13/10/10

Ridotta la scorta a Belpietro, sostituito l'agente

Attentato Maurizio Belpietro
La Repubblica, 13 ott 2010

Nemmeno otto giorni dopo il presunto fallito attentato a Maurizio Belpietro, il raddoppio della scorta è stato ritirato. E Alessandro M., l'agente che aveva esploso tre colpi nelle scale raccontando di essere scampato per miracolo alla morte che un fantomatico attentatore voleva infliggergli, dopo anni di onorata carriera alle dipendenze del direttore di Libero è stato sostituito. Del resto, i suoi stessi colleghi non sembravano avere mai creduto alla reale dinamica della vicenda, con buona pace dei commentatori in rete che aprivano ufficialmente la caccia ai complottisti.

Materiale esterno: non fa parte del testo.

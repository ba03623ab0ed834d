// src/agent/crawler.rs
use super::client::LinkedInClient;
use super::filter::has_visa_sponsorship;
use super::types::JobDetail;
use super::CrawledJob;
use crate::config::{AppConfig, SearchConfig};
use crate::store::Credentials;
use anyhow::Result;
use chrono::Utc;
use tracing::info;
use uuid::Uuid;

/// One search-then-detail-then-filter pass over the upstream API.
#[derive(Debug, Clone)]
pub struct Crawler {
    client: LinkedInClient,
    search: SearchConfig,
}

/// What a single cycle produced: the visa-flagged postings plus how many
/// listings were examined (for the status counters).
#[derive(Debug, Default)]
pub struct CycleOutcome {
    pub found: Vec<CrawledJob>,
    pub searched: usize,
}

impl Crawler {
    pub fn new(config: &AppConfig) -> Result<Self> {
        Ok(Self {
            client: LinkedInClient::new(config.proxy_url.clone())?,
            search: config.search.clone(),
        })
    }

    /// Run one crawl cycle. Upstream failures have already been downgraded to
    /// empty results by the client, so a cycle itself cannot fail; dedup
    /// against the store is the store's responsibility, not done here.
    pub async fn run_cycle(&self, credentials: &Credentials) -> CycleOutcome {
        info!(
            "Searching for {} jobs in {}",
            self.search.keywords, self.search.location
        );

        let summaries = self
            .client
            .search_jobs(
                credentials,
                &self.search.keywords,
                &self.search.location,
                self.search.limit,
            )
            .await;

        if summaries.is_empty() {
            info!("No job listings found");
            return CycleOutcome::default();
        }

        info!("Found {} job listings", summaries.len());

        let mut outcome = CycleOutcome::default();
        for summary in summaries {
            let Some(job_id) = summary.job_id else {
                continue;
            };
            outcome.searched += 1;

            let Some(detail) = self.client.get_job_details(credentials, &job_id).await else {
                continue;
            };

            let Some(job) = build_job(detail) else {
                continue;
            };

            info!(
                "Found job with visa sponsorship: {} at {}",
                job.title, job.company
            );
            outcome.found.push(job);
        }

        info!("Found {} jobs with visa sponsorship", outcome.found.len());
        outcome
    }
}

/// Filter one fetched detail and shape it for insertion.
///
/// `None` when the description carries no sponsorship signal; an absent
/// description counts as empty and is excluded. A detail without an id falls
/// back to a fresh UUID, a detail without a posting date to now.
fn build_job(detail: JobDetail) -> Option<CrawledJob> {
    let description = detail.description.unwrap_or_default();
    if !has_visa_sponsorship(&description) {
        return None;
    }

    Some(CrawledJob {
        id: detail
            .job_id
            .unwrap_or_else(|| Uuid::new_v4().to_string()),
        title: detail.title.unwrap_or_default(),
        company: detail.company_name.unwrap_or_default(),
        location: detail.location.unwrap_or_default(),
        description,
        url: detail.url.unwrap_or_default(),
        date_posted: detail.posted_at.unwrap_or_else(|| Utc::now().to_rfc3339()),
    })
}

#[cfg(test)]
mod tests {
    use super::*;

    #[test]
    fn test_missing_description_is_excluded() {
        let detail = JobDetail {
            job_id: Some("1".to_string()),
            title: Some("Engineer".to_string()),
            ..JobDetail::default()
        };
        assert!(build_job(detail).is_none());
    }

    #[test]
    fn test_sponsoring_description_is_included() {
        let detail = JobDetail {
            job_id: Some("1".to_string()),
            title: Some("Engineer".to_string()),
            company_name: Some("Acme".to_string()),
            description: Some("We offer H1B visa sponsorship".to_string()),
            ..JobDetail::default()
        };

        let job = build_job(detail).expect("sponsoring job kept");
        assert_eq!(job.id, "1");
        assert_eq!(job.company, "Acme");
        assert_eq!(job.description, "We offer H1B visa sponsorship");
    }

    #[test]
    fn test_missing_id_falls_back_to_uuid() {
        let detail = JobDetail {
            description: Some("visa sponsorship available".to_string()),
            ..JobDetail::default()
        };

        let job = build_job(detail).unwrap();
        assert!(!job.id.is_empty());
        assert!(Uuid::parse_str(&job.id).is_ok());
    }

    #[tokio::test]
    async fn test_cycle_without_credentials_is_empty() {
        let config = AppConfig {
            proxy_url: "http://127.0.0.1:9".to_string(),
            data_dir: std::env::temp_dir(),
            search: SearchConfig::default(),
            crawl_interval: std::time::Duration::from_secs(300),
        };
        let crawler = Crawler::new(&config).unwrap();

        let outcome = crawler.run_cycle(&Credentials::default()).await;
        assert!(outcome.found.is_empty());
        assert_eq!(outcome.searched, 0);
    }
}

Insomma, un epilogo molto diverso dalla promozione che l'agente si era guadagnato quindici anni prima, in seguito ad un episodio del tutto analogo al quale il giudice D'Ambrosio, beneficiario della scorta, tuttora dichiara di non avere mai creduto.

Intanto, però, Belpietro ha avuto modo di martirizzarsi in diretta tv davanti a milioni di italiani, ergendosi ad anti-Saviano, mentre questi timidi trafiletti che si avvicendano sulle ultime pagine dei quotidiani vengono letti da una sparuta minoranza di cavillosi cittadini ossessionati dal pelo nell'uovo.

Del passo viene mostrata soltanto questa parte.